Ticket #411 (WorksForMe)Thu Jun 11 20:50:32 UTC 2015
Random freezing of Iyonix during hard disk activity
Reported by: | Christopher Martin (1504) | Severity: | Critical |
Part: | Release: | ||
Milestone: | Status | WorksForMe |
Details by Christopher Martin (1504):
Since installing 5.20 on an Iyonix, the system has been completely freezing at random times during intense IDE disk write activity. Typical activities include copying files, downloading or processing videos and other large files, and compiling software from sources. Installing 5.22 appears to have made the problem even more frequent. (Although I have also turned off buffering and minimised caching in an attempt to ward off filesystem corruption, and this has caused disk access to increase.)
Freezes seem to occur when the system is multitasking. I had thought it was related to disk-intensive activity running in a taskwindow, but freezes have also occurred when downloading files by web browser or processing downloaded emails. Fortunately, the machine has never frozen while running DiskKnight to repair damage to the filesystem.
The freeze is total. The hard disk light stays brightly lit and steady; the mouse pointer neither moves nor changes; the keyboard does not respond; and a complete power-off at the wall socket is necessary to reboot. As far as I can tell, despite the disk light being lit, there is no further disk activity once the freeze occurs.
Being unable to edit and rebuild software without the machine freezing, I have restored 5.18 on the machine and (fingers crossed) it has not frozen since.
Through the forum topic <https://www.riscosopen.org/forum/forums/5/topic… I am aware of one other user who has experienced the same problem on their Iyonix.
Changelog:
Modified by Christopher Martin (1504) Thu, June 18 2015 - 05:47:36 GMT
Sad to say, I have now had the occasional freeze with 5.18, but the frequency is far less than with 5.20 or 5.22.
Modified by Sprow (202) Sat, July 25 2015 - 07:32:14 GMT
Given the large number of people with Iyonix machines which don’t exhibit this (on 5.18, 5.20, 5.22 – a span of several years) it sounds more like a machine specific problem.
You could rent a spare parts kit
http://www.cjemicros.co.uk/micros/individual/ne…
as the power supply will be implicated, some access pattern of files could tip it over the edge causing a hang.
Modified by Christopher Martin (1504) Mon, August 10 2015 - 21:58:35 GMT
I understand that a faulty power supply or disk drive can cause problems. But mine is a home-brew Iyonix in Australia, so a spare parts kit from CJE isn’t really practical.
But on a hunch, I replaced the HourGlass module with one that implements the same interface as the real one but actually does nothing. The result is that freezing rarely happens now. I have reinstalled RISC OS 5.22 and re-enabled disk caches and buffers. The machine has gone from being unusable to nearly 100% reliable, just by neutralising the hourglass.

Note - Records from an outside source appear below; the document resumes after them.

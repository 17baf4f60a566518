// Debug logging module for asynchronous decision logging
//
// This module provides fire-and-forget async logging to avoid blocking
// the request/response cycle. Each turn's snapshot and decision is written
// as one line of a JSONL file, the format the replay tool reads back.

use log::error;
use serde::{Deserialize, Serialize};
use std::sync::Arc;
use tokio::fs::{File, OpenOptions};
use tokio::io::AsyncWriteExt;
use tokio::sync::Mutex;

use crate::types::{Decision, TurnRequest};

/// Represents a single debug log entry
#[derive(Debug, Clone, Serialize, Deserialize)]
pub struct DebugLogEntry {
    pub turn: u32,
    pub request: TurnRequest,
    pub decision: Decision,
    pub timestamp: String,
}

impl DebugLogEntry {
    pub fn new(request: TurnRequest, decision: Decision) -> Self {
        DebugLogEntry {
            turn: request.turn,
            request,
            decision,
            timestamp: chrono::Utc::now().to_rfc3339(),
        }
    }
}

/// Shared debug logger state
/// Uses Arc<Mutex<File>> to allow concurrent async writes from multiple tasks
#[derive(Clone)]
pub struct DebugLogger {
    file: Arc<Mutex<Option<File>>>,
    enabled: bool,
}

impl DebugLogger {
    /// Creates a new debug logger
    /// If enabled is true, initializes the log file (truncating if it exists)
    pub async fn new(enabled: bool, log_file_path: &str) -> Self {
        if !enabled {
            return Self::disabled();
        }

        match OpenOptions::new()
            .create(true)
            .write(true)
            .truncate(true)
            .open(log_file_path)
            .await
        {
            Ok(file) => {
                log::info!("Debug logging enabled: {}", log_file_path);
                DebugLogger {
                    file: Arc::new(Mutex::new(Some(file))),
                    enabled: true,
                }
            }
            Err(e) => {
                error!("Failed to create debug log file '{}': {}", log_file_path, e);
                Self::disabled()
            }
        }
    }

    /// Creates a disabled debug logger (no-op)
    pub fn disabled() -> Self {
        DebugLogger {
            file: Arc::new(Mutex::new(None)),
            enabled: false,
        }
    }

    pub fn is_enabled(&self) -> bool {
        self.enabled
    }

    /// Logs a decision asynchronously (fire-and-forget)
    /// This spawns a tokio task that writes to the file without blocking
    pub fn log_move(&self, request: TurnRequest, decision: Decision) {
        if !self.enabled {
            return;
        }

        let file_handle = self.file.clone();
        let entry = DebugLogEntry::new(request, decision);

        tokio::spawn(async move {
            Self::write_entry(file_handle, entry).await;
        });
    }

    /// Writes one entry and flushes; also used directly where ordering matters
    pub async fn write_entry(file_handle: Arc<Mutex<Option<File>>>, entry: DebugLogEntry) {
        let mut file_guard = file_handle.lock().await;

        let Some(file) = file_guard.as_mut() else {
            return;
        };

        match serde_json::to_string(&entry) {
            Ok(json_line) => {
                let line_with_newline = format!("{}\n", json_line);
                if let Err(e) = file.write_all(line_with_newline.as_bytes()).await {
                    error!("Failed to write debug log entry: {}", e);
                } else if let Err(e) = file.flush().await {
                    error!("Failed to flush debug log: {}", e);
                }
            }
            Err(e) => {
                error!("Failed to serialize debug log entry: {}", e);
            }
        }
    }

    /// Writes an entry and waits for it to reach the file
    pub async fn log_move_and_wait(&self, request: TurnRequest, decision: Decision) {
        if !self.enabled {
            return;
        }
        Self::write_entry(self.file.clone(), DebugLogEntry::new(request, decision)).await;
    }
}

The occasional freeze now seems to be limited to internet activity in a taskwindow.
I am wondering if recent RISC OS versions are more “aggressive” in the way they handle interrupts such that a race condition can occur, or a deadlock, or a re-entrancy fault. I suspect an interrupt storm as a more likely cause than a file access pattern.
Modified by Christopher Martin (1504) Mon, August 10 2015 - 22:17:00 GMT
I understand that a faulty power supply or disk drive can cause problems. But mine is a home-brew Iyonix in Australia, so a spare parts kit from CJE isn’t really practical.

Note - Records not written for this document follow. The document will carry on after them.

//! Simple profiling counters using thread-local storage
//!
//! This module provides lightweight profiling without changing function signatures.
//! Enable with environment variable: BARRIER_BOT_PROFILE=1

use log::info;
use std::cell::RefCell;
use std::sync::OnceLock;
use std::time::Instant;

const CATEGORIES: [&str; 4] = ["reachability", "eval", "simulate", "minimax"];

thread_local! {
    static TIMES_NS: RefCell<[u64; 4]> = const { RefCell::new([0; 4]) };
    static COUNTS: RefCell<[usize; 4]> = const { RefCell::new([0; 4]) };
}

#[inline]
pub fn is_profiling_enabled() -> bool {
    static ENABLED: OnceLock<bool> = OnceLock::new();
    *ENABLED.get_or_init(|| std::env::var("BARRIER_BOT_PROFILE").is_ok())
}

fn category_index(category: &str) -> Option<usize> {
    CATEGORIES.iter().position(|&c| c == category)
}

pub struct ProfileGuard {
    start: Instant,
    slot: usize,
}

impl ProfileGuard {
    /// Starts timing `category`; returns `None` when profiling is off or
    /// the category is unknown
    pub fn new(category: &'static str) -> Option<Self> {
        if !is_profiling_enabled() {
            return None;
        }
        category_index(category).map(|slot| ProfileGuard {
            start: Instant::now(),
            slot,
        })
    }
}

impl Drop for ProfileGuard {
    fn drop(&mut self) {
        let elapsed_ns = self.start.elapsed().as_nanos() as u64;
        TIMES_NS.with(|t| t.borrow_mut()[self.slot] += elapsed_ns);
        COUNTS.with(|c| c.borrow_mut()[self.slot] += 1);
    }
}

/// Per-category totals captured on the current thread
#[derive(Debug, Default, Clone, PartialEq)]
pub struct ProfileSnapshot {
    pub entries: Vec<(&'static str, usize, u64)>,
}

impl ProfileSnapshot {
    pub fn calls(&self, category: &str) -> usize {
        self.entries
            .iter()
            .find(|(name, _, _)| *name == category)
            .map_or(0, |(_, calls, _)| *calls)
    }
}

/// Takes the current thread's counters and clears them
pub fn take() -> ProfileSnapshot {
    let times = TIMES_NS.with(|t| std::mem::take(&mut *t.borrow_mut()));
    let counts = COUNTS.with(|c| std::mem::take(&mut *c.borrow_mut()));

    ProfileSnapshot {
        entries: CATEGORIES
            .iter()
            .enumerate()
            .map(|(i, &name)| (name, counts[i], times[i]))
            .collect(),
    }
}

/// Logs and clears this thread's counters
pub fn report(total_time_ms: u128) {
    if !is_profiling_enabled() {
        return;
    }

    let snapshot = take();
    let total_ns = total_time_ms.max(1) as f64 * 1_000_000.0;

    for (name, calls, time_ns) in snapshot.entries {
        let avg_us = if calls > 0 {
            time_ns as f64 / (calls as f64 * 1000.0)
        } else {
            0.0
        };
        info!(
            "profile {:<12} {:>8} calls {:>9.2}ms ({:>5.1}%) {:>8.2}µs avg",
            name,
            calls,
            time_ns as f64 / 1_000_000.0,
            100.0 * time_ns as f64 / total_ns,
            avg_us
        );
    }
}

But on a hunch, I replaced the HourGlass module with one that implements the same interface as the real one but actually does nothing. The result is that freezing rarely happens now. I have reinstalled RISC OS 5.22 and re-enabled disk caches and buffers. The machine has gone from being unusable to nearly 100% reliable, just by neutralising the hourglass.
The occasional freeze now seems to be limited to internet activity in a taskwindow.
I am wondering if recent RISC OS versions are more “aggressive” in the way they handle interrupts such that a race condition can occur, or a deadlock, or a re-entrancy fault. I suspect an interrupt storm as a more likely cause than a file access pattern.
Modified by Christopher Martin (1504) Mon, August 10 2015 - 22:42:10 GMT
I understand that a faulty power supply or disk drive can cause problems. But mine is a home-brew Iyonix in Australia, so a spare parts kit from CJE isn’t really practical.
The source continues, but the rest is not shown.